Your goal: Report back each line of the records that contains the string "Verify".

Exercise data:
-=-=-
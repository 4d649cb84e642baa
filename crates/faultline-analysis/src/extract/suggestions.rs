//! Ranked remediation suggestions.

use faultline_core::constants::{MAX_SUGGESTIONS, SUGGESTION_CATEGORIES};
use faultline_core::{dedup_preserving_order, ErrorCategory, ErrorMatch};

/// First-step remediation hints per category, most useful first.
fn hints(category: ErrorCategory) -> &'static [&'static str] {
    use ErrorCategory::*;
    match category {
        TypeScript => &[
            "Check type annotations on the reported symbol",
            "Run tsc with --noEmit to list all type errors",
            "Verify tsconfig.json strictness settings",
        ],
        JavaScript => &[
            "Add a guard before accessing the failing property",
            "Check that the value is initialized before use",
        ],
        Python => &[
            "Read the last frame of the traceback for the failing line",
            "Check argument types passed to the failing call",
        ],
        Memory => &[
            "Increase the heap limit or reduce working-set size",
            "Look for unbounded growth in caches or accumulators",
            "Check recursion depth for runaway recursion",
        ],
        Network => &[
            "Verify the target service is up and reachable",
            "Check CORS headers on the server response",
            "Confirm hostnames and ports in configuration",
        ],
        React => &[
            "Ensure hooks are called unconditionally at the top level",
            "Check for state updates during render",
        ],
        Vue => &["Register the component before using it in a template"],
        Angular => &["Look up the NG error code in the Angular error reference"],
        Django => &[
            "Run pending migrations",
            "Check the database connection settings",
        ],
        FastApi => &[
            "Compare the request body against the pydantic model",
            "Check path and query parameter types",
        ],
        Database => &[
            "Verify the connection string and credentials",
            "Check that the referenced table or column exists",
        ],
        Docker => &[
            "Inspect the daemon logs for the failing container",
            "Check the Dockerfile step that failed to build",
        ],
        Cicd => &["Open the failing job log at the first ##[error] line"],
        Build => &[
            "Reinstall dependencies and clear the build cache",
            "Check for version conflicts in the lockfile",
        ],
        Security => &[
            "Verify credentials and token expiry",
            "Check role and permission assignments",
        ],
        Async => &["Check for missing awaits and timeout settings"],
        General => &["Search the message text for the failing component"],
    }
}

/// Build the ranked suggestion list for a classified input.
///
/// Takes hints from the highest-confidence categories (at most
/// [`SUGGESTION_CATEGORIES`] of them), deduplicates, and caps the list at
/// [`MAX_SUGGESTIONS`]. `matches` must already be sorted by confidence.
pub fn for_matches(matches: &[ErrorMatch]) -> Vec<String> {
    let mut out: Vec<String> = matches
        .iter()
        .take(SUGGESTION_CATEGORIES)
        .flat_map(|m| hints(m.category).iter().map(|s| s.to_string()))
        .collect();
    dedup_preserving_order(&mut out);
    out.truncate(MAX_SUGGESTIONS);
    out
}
-=-=-
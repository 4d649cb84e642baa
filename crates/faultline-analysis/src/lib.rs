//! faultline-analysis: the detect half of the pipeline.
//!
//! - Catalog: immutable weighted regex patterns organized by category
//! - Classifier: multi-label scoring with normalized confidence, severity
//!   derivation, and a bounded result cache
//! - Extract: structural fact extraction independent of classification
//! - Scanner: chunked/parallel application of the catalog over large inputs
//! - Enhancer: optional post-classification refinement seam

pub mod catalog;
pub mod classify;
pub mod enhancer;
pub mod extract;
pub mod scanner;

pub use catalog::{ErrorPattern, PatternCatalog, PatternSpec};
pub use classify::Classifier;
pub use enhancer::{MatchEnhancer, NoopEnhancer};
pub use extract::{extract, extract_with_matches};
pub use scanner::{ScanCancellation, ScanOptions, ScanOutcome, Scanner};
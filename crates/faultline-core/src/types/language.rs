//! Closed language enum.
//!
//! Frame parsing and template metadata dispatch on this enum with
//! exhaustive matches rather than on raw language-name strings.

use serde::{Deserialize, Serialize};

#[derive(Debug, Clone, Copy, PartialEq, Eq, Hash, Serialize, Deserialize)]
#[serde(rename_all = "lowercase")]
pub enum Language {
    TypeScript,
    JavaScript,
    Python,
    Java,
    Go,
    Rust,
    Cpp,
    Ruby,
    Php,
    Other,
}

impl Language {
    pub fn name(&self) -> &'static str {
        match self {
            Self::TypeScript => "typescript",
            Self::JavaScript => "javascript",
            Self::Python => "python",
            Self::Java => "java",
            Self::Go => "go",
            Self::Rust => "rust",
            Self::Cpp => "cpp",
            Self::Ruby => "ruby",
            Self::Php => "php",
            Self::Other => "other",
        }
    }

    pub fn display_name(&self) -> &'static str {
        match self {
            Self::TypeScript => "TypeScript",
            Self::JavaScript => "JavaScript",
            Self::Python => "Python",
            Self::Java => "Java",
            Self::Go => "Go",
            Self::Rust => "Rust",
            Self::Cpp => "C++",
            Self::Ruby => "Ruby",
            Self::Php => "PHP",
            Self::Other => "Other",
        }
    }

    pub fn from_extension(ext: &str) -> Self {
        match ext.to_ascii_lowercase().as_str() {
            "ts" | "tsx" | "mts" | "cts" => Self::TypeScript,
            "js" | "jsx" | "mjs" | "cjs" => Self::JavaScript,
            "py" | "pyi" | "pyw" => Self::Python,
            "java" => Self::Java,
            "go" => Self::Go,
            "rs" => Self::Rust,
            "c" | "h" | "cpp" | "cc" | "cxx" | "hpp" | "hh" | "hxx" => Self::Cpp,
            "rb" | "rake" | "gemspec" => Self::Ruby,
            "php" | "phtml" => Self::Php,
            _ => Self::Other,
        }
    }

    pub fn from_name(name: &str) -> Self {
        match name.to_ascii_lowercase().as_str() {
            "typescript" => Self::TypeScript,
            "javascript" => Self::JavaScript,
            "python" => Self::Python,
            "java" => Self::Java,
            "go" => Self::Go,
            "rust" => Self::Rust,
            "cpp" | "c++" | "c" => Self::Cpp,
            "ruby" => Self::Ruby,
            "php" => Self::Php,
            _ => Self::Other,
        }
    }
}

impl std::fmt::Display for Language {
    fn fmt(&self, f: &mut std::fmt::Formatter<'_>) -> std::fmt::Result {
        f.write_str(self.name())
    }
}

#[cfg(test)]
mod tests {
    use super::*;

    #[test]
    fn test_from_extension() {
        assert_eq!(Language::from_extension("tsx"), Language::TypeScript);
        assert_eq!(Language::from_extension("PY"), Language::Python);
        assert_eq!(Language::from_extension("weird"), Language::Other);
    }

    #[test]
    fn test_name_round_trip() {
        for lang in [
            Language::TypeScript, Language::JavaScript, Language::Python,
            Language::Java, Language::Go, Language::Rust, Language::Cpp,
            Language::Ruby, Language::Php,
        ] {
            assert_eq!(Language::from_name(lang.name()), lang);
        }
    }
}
-=-=-
Finished exercise:
            "Verify tsconfig.json strictness settings",
            "Verify the target service is up and reachable",
            "Verify the connection string and credentials",
            "Verify credentials and token expiry",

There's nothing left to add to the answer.